EXERCISE BRIEF ->
Find and return every line of the data that contains the word "HashMap".

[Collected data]
□ □ □ □

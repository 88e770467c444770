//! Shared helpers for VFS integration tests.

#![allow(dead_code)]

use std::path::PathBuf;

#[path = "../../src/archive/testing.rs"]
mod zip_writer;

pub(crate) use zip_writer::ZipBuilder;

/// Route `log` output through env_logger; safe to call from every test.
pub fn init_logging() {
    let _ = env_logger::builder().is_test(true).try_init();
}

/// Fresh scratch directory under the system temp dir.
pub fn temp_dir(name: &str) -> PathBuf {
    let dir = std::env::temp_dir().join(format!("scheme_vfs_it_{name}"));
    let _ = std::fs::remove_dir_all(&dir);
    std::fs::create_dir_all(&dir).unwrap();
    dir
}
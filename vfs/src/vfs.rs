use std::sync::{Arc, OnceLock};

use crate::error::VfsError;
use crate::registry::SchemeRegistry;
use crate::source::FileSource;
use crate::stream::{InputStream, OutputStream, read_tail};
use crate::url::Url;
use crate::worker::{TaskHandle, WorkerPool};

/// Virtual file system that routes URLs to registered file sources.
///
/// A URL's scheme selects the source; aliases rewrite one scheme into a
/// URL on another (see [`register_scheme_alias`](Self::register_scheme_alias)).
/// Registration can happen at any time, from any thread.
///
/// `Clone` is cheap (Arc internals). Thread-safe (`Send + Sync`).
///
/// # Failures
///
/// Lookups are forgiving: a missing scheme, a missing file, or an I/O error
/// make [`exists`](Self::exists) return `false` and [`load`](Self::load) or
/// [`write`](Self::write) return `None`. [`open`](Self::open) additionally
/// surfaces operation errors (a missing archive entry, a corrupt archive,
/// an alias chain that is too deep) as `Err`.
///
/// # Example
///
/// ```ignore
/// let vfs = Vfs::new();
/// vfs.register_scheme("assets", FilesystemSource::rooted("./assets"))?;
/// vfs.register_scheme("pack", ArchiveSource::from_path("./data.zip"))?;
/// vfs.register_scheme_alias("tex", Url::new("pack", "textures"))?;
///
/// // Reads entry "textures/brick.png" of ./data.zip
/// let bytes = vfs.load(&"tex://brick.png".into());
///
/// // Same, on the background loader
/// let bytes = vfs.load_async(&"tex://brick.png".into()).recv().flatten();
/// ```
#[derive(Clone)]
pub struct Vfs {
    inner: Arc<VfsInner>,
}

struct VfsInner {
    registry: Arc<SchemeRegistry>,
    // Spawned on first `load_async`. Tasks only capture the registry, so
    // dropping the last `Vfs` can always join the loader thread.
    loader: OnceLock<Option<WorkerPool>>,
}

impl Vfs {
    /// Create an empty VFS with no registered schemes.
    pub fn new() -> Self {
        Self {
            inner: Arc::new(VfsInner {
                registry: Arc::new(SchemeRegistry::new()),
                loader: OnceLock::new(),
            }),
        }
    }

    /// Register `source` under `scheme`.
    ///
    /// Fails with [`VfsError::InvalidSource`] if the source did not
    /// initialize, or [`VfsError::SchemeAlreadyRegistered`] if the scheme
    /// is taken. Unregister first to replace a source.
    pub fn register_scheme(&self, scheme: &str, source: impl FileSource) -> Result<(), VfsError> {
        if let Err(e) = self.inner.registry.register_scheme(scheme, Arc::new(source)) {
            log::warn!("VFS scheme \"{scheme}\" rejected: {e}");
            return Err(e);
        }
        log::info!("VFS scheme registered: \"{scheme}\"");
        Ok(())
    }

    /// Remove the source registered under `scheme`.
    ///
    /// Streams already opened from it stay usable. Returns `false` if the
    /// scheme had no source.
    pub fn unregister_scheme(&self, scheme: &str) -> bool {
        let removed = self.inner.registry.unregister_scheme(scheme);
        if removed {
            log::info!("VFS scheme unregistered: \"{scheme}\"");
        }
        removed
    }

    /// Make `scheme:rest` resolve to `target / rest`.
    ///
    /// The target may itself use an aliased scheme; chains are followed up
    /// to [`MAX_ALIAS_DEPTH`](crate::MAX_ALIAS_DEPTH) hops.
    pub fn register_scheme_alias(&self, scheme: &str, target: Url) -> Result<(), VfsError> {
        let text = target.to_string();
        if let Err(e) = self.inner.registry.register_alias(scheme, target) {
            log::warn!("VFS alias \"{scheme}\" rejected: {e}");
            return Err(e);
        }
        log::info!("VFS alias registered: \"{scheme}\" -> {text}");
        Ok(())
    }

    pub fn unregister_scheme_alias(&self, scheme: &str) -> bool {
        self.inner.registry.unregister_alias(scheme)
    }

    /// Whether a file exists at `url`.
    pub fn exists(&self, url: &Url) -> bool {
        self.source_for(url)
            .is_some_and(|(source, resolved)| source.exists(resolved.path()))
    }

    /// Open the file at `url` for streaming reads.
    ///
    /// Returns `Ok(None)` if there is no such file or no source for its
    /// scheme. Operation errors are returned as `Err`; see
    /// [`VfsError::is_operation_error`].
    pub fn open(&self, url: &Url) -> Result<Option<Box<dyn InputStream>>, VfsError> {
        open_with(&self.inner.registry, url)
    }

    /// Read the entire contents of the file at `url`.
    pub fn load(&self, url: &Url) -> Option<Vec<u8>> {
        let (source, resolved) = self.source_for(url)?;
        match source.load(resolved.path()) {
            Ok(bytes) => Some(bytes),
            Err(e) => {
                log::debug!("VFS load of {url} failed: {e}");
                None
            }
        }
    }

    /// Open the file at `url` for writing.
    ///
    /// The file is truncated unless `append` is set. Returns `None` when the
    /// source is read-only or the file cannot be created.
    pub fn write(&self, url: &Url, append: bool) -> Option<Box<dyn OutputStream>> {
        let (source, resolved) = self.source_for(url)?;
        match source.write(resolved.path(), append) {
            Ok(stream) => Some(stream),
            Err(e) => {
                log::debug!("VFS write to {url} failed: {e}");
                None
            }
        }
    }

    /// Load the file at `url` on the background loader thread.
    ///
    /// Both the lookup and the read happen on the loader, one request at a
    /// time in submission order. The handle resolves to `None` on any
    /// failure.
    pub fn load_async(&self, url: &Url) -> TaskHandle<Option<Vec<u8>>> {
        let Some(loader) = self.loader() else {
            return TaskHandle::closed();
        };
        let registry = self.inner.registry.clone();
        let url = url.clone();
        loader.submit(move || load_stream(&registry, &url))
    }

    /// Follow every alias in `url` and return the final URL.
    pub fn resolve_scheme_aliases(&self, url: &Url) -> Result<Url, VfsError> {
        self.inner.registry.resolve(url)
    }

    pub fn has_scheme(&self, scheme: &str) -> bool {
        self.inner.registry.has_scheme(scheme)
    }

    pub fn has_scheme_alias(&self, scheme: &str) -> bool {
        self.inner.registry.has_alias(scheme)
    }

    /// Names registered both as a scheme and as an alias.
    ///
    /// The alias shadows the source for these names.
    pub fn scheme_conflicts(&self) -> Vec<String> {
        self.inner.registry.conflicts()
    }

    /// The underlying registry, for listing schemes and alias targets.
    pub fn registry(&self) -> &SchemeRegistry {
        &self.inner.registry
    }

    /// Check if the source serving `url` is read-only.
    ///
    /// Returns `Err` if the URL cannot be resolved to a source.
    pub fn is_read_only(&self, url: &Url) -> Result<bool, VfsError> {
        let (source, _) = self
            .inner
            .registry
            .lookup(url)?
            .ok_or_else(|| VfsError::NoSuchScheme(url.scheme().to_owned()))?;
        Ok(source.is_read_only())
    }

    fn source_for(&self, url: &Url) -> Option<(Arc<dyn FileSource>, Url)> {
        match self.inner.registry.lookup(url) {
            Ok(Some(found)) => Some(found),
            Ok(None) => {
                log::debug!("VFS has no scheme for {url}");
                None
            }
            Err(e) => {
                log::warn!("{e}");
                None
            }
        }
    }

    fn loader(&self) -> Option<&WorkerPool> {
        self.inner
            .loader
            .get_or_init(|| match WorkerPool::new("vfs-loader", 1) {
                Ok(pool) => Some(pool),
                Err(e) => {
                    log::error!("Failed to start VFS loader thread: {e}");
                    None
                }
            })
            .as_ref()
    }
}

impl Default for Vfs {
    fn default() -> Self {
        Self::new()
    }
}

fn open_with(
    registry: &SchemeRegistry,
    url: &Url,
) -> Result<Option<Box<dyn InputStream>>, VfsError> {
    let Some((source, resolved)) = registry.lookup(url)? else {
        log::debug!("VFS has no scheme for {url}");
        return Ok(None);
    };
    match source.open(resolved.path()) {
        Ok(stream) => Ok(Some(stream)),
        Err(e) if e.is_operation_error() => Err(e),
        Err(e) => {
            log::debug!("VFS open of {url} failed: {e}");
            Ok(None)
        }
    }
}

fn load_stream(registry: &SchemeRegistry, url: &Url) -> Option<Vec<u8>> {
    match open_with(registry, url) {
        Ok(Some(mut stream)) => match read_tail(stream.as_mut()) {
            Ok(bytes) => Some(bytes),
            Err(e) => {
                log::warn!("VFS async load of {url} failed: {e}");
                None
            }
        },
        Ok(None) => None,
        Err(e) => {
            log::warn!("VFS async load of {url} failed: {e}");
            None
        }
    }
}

□ □ □ □

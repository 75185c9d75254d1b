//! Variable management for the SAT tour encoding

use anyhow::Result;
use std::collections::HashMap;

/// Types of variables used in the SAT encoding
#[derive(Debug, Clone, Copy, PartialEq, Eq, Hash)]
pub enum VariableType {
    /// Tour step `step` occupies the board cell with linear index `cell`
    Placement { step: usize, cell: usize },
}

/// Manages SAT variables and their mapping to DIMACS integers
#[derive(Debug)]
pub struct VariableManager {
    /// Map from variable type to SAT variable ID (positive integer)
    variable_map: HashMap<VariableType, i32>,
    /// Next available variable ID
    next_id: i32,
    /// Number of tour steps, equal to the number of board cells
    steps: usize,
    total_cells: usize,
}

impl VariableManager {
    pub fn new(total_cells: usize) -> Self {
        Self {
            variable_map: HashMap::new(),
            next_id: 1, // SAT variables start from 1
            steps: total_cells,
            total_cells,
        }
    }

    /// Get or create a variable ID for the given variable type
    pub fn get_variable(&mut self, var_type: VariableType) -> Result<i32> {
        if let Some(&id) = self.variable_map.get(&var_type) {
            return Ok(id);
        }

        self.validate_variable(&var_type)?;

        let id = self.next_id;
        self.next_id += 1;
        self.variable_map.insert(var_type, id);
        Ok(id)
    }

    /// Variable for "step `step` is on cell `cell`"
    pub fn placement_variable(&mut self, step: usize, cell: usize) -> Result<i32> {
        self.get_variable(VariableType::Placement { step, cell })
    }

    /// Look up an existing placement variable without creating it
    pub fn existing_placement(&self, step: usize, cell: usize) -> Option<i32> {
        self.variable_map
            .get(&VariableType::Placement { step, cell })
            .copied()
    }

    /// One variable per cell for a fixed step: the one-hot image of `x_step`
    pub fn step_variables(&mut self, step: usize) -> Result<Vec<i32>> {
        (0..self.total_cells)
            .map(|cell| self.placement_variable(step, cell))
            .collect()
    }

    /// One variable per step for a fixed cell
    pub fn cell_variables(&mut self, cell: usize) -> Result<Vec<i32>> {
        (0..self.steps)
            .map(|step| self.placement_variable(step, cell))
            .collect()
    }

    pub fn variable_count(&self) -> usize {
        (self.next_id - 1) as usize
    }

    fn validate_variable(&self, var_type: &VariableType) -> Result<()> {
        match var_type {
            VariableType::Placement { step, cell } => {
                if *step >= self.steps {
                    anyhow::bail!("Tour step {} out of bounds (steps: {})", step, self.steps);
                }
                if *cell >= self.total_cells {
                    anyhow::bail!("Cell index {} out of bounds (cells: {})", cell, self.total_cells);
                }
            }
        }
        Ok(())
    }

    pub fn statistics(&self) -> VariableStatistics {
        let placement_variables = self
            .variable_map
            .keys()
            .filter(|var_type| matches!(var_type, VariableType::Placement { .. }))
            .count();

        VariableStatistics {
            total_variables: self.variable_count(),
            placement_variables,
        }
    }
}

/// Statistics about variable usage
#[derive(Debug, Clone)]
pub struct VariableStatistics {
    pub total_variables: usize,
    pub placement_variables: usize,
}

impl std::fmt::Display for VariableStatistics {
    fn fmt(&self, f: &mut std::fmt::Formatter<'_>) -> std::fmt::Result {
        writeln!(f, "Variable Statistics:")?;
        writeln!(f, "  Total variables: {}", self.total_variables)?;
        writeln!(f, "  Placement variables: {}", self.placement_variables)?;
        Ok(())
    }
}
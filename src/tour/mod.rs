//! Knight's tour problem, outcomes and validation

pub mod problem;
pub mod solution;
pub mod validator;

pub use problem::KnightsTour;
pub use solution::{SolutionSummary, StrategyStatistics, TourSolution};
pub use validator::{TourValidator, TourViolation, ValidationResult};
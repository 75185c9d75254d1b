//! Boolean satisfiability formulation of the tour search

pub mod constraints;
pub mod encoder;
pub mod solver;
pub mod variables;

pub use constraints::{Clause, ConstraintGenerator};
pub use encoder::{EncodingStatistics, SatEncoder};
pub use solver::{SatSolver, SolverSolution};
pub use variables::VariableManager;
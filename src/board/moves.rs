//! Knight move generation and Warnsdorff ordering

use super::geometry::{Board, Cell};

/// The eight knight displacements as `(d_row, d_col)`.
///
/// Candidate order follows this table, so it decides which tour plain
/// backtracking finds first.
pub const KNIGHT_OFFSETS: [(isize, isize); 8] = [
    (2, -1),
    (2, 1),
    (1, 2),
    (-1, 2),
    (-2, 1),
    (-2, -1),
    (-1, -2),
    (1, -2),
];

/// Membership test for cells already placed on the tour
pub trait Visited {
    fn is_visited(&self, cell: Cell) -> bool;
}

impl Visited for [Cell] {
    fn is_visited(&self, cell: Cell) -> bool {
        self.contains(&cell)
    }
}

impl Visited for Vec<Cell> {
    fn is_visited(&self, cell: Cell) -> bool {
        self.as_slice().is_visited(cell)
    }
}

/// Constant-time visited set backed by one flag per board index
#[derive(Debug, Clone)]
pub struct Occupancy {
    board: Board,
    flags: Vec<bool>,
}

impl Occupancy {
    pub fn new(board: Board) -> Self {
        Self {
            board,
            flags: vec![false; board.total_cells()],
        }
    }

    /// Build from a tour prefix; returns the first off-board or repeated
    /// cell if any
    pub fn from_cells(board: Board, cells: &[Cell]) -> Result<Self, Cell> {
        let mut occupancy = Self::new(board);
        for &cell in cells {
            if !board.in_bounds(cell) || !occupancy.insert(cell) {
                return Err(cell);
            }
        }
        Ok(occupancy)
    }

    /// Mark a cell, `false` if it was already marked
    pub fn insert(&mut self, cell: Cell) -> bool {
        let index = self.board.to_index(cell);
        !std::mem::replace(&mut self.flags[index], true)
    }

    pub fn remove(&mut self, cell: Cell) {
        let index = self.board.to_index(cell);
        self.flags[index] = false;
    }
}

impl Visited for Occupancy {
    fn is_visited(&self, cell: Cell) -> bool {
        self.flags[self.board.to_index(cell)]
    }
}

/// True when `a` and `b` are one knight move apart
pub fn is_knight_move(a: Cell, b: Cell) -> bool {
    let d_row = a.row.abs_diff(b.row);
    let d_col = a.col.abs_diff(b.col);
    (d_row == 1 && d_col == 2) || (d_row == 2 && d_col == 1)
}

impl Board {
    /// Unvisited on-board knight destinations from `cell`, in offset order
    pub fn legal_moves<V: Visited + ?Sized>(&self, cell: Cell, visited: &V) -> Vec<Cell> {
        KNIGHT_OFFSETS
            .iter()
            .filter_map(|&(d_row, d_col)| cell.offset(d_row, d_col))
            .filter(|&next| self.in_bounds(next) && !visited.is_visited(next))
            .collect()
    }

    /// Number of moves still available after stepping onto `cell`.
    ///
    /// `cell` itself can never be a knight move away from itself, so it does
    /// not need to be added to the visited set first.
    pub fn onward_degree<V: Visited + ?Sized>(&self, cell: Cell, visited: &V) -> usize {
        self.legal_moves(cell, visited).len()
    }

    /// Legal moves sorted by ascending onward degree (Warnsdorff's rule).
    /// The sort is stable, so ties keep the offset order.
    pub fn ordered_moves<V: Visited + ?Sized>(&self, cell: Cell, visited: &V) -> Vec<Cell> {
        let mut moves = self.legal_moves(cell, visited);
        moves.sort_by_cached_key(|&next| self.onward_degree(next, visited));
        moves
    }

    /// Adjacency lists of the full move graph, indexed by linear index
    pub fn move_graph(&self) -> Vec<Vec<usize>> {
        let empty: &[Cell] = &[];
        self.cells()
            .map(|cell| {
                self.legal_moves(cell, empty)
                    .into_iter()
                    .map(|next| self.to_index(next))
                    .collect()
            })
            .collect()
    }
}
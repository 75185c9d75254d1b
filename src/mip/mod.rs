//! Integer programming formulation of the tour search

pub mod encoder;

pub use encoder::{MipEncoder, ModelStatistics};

□ □ □ □

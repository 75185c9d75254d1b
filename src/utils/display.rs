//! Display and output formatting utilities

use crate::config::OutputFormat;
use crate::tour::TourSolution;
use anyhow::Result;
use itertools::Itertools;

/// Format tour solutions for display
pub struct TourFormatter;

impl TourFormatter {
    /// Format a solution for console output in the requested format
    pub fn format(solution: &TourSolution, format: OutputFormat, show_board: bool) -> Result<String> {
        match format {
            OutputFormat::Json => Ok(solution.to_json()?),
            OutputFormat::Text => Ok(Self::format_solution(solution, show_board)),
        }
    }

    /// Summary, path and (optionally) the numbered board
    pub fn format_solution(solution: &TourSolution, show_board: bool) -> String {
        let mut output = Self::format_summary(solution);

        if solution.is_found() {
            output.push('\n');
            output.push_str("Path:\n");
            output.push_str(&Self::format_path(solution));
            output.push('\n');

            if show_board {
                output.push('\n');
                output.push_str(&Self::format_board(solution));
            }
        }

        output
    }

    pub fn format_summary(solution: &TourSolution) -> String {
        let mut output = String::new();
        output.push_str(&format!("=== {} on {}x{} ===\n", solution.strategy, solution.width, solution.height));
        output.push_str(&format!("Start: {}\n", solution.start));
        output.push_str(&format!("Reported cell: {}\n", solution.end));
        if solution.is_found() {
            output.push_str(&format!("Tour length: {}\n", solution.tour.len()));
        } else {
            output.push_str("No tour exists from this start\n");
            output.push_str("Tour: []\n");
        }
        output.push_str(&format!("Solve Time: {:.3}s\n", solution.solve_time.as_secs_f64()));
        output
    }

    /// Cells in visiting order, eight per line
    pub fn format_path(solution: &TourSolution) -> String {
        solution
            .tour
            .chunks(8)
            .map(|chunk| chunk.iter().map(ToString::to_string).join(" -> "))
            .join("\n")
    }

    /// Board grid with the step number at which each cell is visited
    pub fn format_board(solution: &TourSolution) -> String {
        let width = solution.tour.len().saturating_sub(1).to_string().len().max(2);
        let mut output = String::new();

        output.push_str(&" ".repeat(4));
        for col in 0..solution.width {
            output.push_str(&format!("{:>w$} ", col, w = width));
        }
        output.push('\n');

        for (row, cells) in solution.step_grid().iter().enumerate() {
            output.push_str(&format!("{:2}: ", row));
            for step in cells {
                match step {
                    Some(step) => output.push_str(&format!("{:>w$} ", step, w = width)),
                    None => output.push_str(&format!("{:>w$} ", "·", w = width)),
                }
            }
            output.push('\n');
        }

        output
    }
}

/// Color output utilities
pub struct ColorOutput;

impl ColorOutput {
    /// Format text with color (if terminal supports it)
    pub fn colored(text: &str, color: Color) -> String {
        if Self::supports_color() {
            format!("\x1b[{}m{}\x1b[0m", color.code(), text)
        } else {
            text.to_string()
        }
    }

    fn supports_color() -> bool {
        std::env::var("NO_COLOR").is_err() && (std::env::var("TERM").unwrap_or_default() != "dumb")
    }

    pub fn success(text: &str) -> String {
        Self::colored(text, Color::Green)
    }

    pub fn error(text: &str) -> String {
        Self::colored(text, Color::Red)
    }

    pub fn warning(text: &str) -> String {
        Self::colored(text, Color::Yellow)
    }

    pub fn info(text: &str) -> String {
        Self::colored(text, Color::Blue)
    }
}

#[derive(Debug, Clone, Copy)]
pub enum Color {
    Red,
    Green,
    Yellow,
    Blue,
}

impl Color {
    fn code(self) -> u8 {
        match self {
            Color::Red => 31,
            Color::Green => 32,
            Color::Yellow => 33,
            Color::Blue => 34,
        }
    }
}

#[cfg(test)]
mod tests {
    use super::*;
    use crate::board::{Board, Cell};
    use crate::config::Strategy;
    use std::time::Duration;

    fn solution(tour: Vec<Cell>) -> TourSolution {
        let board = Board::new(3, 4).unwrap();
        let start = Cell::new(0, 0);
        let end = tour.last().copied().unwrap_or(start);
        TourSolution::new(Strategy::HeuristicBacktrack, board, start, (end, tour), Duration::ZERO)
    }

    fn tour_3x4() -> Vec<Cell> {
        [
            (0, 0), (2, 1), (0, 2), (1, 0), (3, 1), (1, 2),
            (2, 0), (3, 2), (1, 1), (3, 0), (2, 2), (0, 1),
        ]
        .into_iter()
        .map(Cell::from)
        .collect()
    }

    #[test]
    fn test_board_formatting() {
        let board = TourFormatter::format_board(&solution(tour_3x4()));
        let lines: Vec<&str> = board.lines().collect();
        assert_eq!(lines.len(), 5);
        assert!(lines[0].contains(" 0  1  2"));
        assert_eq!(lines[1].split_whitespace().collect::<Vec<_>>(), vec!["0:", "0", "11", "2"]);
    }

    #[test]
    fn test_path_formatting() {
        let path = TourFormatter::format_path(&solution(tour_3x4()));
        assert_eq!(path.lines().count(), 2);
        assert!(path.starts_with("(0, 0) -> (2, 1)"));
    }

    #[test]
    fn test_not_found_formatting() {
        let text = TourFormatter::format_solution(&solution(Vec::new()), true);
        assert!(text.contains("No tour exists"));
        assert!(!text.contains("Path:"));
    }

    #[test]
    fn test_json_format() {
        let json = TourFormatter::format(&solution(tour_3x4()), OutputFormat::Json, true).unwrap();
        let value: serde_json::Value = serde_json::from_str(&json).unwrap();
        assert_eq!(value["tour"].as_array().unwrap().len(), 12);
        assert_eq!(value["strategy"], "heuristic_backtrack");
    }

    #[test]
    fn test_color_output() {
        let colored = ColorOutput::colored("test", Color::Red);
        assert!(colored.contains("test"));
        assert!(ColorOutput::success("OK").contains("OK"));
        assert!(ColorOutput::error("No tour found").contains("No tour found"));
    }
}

□ □ □ □

EXERCISE RESPONSE ->
use std::collections::HashMap;
    variable_map: HashMap<VariableType, i32>,
            variable_map: HashMap::new(),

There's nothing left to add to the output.